(Stored data entries)

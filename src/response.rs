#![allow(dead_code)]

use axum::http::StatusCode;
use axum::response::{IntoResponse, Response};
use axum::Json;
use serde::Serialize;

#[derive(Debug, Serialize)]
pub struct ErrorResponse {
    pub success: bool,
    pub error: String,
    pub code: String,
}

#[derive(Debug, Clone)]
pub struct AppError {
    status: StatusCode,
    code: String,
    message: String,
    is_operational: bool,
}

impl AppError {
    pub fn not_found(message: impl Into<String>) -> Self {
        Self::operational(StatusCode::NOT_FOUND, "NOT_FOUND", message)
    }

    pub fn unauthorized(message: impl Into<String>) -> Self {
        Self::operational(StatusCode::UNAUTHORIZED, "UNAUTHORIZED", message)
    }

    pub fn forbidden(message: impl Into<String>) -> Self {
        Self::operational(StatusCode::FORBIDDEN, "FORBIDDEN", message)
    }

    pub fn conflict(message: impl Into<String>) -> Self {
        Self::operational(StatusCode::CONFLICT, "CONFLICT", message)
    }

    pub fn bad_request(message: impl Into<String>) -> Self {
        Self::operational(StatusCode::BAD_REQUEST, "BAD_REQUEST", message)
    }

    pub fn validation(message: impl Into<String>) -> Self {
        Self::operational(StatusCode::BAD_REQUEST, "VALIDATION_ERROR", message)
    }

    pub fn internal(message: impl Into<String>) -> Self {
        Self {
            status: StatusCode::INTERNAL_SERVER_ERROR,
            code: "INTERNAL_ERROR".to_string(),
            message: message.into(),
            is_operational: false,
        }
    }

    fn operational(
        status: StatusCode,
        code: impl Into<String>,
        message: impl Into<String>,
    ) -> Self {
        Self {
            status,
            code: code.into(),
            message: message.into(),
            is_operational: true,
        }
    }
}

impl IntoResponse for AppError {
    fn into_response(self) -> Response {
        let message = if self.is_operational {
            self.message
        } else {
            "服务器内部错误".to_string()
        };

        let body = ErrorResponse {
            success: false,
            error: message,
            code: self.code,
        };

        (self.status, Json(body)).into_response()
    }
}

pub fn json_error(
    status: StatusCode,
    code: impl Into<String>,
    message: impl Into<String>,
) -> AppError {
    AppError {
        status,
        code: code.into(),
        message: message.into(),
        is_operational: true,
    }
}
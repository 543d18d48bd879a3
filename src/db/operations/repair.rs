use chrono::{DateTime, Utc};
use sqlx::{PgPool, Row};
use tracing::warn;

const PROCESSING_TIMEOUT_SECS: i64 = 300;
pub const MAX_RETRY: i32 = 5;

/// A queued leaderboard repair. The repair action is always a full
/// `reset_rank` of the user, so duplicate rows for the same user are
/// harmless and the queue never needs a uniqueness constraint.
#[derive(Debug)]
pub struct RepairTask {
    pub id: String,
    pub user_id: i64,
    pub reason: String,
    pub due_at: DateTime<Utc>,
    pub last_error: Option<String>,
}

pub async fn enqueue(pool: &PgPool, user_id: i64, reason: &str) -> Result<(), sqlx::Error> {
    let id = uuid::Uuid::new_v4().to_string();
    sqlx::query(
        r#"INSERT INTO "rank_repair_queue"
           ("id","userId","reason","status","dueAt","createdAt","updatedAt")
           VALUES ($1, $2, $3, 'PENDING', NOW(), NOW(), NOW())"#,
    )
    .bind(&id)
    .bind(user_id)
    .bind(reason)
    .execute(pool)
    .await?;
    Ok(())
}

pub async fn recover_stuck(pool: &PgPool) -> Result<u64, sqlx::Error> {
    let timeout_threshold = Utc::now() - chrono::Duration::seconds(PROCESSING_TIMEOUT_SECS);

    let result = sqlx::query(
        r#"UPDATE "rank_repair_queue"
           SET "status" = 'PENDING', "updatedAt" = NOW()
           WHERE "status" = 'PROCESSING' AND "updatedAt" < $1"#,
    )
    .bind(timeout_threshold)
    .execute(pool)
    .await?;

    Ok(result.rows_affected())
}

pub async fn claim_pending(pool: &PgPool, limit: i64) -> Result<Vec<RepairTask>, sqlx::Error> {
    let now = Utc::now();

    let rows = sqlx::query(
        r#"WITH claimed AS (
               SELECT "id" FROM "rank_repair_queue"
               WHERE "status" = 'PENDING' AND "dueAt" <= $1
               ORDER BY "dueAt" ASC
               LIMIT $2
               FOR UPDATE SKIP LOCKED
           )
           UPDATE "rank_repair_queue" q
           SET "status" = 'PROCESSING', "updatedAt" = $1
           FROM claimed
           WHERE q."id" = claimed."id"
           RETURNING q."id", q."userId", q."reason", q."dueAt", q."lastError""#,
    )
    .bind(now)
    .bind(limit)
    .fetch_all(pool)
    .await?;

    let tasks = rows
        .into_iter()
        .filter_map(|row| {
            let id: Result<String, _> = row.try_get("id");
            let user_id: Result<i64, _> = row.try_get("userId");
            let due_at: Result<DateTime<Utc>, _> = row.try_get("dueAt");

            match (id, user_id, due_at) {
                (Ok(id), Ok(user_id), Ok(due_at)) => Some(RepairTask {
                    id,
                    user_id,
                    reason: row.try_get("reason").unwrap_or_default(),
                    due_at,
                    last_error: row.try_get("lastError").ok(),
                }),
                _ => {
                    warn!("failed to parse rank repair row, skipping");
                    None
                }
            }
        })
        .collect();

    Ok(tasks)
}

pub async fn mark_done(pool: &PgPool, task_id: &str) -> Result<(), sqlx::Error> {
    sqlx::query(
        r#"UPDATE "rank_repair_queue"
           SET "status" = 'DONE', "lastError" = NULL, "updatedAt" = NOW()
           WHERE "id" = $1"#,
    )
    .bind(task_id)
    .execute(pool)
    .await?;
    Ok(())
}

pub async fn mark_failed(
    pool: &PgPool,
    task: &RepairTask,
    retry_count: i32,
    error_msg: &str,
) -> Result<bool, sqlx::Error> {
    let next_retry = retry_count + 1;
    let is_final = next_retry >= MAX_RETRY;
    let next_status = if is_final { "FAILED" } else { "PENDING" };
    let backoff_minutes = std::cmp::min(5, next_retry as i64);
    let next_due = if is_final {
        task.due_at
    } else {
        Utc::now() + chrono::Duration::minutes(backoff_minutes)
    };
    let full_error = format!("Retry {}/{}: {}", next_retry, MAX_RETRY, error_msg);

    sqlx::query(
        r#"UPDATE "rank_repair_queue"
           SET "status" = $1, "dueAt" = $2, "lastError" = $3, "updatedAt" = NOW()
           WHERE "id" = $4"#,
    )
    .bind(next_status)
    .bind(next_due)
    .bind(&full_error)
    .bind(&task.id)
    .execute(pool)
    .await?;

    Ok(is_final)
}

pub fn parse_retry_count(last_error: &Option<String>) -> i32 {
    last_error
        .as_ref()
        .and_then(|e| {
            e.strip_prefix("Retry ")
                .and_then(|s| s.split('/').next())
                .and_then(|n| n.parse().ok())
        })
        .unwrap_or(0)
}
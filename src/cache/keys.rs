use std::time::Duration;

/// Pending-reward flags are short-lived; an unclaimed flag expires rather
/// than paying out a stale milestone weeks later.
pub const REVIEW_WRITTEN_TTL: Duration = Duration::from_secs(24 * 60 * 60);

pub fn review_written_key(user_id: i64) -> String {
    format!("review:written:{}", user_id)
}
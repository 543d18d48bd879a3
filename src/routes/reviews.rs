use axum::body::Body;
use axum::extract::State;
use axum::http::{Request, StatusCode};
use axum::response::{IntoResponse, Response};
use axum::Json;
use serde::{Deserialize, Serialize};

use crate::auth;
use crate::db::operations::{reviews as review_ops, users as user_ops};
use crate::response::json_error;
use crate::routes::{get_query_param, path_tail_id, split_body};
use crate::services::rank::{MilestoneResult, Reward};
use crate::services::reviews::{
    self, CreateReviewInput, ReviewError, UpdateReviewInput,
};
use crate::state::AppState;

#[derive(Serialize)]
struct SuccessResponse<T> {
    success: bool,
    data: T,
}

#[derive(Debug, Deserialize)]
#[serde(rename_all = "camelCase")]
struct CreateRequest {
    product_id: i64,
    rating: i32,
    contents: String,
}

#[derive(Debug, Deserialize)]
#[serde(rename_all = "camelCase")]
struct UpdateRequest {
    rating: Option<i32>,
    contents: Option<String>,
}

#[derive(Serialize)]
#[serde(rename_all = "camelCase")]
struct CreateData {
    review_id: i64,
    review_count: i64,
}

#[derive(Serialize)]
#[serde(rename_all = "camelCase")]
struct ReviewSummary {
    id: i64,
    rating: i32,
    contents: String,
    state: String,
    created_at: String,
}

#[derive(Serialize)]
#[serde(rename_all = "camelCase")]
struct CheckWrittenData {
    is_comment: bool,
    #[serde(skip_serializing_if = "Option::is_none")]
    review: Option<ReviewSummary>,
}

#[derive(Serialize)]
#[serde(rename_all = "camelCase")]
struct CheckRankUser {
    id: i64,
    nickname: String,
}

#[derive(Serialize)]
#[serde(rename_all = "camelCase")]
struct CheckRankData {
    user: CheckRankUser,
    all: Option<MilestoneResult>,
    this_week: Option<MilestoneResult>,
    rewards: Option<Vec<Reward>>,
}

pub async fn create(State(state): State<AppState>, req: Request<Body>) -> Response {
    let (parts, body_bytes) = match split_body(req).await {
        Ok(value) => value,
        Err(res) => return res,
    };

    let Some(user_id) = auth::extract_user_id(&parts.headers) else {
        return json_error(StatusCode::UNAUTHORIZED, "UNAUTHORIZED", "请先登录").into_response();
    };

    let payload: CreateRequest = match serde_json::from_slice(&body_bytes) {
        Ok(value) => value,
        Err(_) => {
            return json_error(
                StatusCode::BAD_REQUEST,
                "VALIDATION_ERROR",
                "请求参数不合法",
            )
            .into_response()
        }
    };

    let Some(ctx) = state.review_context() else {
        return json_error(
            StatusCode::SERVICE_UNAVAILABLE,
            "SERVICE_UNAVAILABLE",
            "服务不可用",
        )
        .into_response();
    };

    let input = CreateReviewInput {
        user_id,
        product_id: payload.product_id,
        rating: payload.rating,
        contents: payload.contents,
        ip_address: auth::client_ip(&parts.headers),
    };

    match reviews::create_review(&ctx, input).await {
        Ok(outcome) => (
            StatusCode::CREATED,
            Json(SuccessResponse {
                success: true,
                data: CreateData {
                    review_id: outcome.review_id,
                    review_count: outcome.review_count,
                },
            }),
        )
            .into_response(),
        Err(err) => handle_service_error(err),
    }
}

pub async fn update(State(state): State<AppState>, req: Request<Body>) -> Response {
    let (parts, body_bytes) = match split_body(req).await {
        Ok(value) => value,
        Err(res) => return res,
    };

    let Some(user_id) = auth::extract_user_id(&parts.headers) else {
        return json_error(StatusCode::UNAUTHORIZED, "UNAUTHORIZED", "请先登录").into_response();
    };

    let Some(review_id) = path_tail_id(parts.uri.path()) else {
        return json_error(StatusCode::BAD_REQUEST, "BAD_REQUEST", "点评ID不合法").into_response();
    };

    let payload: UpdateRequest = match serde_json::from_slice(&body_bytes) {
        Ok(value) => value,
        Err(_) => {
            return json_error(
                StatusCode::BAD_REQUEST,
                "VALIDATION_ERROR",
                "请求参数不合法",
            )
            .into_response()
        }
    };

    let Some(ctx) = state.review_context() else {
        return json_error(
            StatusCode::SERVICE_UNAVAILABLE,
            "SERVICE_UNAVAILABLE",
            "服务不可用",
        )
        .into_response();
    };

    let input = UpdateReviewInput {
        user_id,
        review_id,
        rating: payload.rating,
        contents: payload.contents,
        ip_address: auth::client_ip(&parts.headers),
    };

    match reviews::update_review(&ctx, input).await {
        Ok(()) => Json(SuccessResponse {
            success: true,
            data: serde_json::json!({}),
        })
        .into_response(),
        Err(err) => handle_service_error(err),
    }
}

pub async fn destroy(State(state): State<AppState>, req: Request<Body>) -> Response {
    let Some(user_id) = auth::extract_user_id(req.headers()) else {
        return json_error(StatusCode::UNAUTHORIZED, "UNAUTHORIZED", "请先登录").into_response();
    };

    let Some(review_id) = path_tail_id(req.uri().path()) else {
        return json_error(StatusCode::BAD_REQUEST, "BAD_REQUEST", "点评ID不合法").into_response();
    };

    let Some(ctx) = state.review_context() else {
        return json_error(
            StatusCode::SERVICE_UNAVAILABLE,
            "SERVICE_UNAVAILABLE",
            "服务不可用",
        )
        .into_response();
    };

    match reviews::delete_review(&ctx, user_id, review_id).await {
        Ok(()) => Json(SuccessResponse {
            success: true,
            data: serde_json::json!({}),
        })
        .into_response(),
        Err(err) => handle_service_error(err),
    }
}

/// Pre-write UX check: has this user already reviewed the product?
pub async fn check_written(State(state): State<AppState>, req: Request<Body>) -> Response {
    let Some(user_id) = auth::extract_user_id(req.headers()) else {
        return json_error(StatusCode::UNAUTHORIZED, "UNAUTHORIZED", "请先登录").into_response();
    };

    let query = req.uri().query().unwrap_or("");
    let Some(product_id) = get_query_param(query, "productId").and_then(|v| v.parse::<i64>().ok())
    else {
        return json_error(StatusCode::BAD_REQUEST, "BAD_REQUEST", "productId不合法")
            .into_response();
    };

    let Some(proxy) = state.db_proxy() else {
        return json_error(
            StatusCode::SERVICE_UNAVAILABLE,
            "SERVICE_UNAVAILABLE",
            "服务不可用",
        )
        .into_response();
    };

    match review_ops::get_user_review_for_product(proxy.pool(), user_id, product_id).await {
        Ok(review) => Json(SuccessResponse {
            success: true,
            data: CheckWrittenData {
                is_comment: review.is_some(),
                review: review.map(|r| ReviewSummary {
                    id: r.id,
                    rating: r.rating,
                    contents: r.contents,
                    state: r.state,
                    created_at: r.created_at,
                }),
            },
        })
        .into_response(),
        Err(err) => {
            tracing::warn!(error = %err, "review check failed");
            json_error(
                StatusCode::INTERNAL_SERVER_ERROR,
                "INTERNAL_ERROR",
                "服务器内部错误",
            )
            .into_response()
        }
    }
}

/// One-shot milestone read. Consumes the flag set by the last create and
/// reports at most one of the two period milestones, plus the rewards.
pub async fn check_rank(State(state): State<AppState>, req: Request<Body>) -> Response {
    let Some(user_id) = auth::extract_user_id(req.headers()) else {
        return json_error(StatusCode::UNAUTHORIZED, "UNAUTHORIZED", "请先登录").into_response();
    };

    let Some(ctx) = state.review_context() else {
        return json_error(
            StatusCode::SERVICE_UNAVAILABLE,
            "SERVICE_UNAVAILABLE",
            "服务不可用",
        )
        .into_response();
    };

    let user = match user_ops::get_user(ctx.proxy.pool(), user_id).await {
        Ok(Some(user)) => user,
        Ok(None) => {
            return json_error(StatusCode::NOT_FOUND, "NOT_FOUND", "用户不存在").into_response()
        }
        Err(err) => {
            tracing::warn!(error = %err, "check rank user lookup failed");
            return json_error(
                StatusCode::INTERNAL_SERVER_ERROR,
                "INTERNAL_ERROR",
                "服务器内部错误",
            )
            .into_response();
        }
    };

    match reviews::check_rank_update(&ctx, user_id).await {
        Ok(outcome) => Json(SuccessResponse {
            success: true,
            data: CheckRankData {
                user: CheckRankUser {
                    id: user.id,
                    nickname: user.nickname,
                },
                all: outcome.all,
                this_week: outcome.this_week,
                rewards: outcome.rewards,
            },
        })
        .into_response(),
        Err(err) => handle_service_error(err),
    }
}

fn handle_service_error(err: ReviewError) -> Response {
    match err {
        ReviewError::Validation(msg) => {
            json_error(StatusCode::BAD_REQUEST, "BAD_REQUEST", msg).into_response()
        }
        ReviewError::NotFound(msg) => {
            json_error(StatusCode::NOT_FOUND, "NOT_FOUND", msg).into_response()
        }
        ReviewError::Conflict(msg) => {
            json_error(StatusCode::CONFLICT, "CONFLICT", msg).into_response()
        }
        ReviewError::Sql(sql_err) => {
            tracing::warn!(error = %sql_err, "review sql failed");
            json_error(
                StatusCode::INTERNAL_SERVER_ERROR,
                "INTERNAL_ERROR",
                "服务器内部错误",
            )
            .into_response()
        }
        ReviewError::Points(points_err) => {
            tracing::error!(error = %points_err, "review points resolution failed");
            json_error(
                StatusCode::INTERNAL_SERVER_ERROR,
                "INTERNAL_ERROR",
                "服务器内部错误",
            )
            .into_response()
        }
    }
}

=== Work to complete ===
Filter the entries and keep only the lines holding "payload".

=== Problem solution ===
    let payload: CreateRequest = match serde_json::from_slice(&body_bytes) {
        product_id: payload.product_id,
        rating: payload.rating,
        contents: payload.contents,
    let payload: UpdateRequest = match serde_json::from_slice(&body_bytes) {
        rating: payload.rating,
        contents: payload.contents,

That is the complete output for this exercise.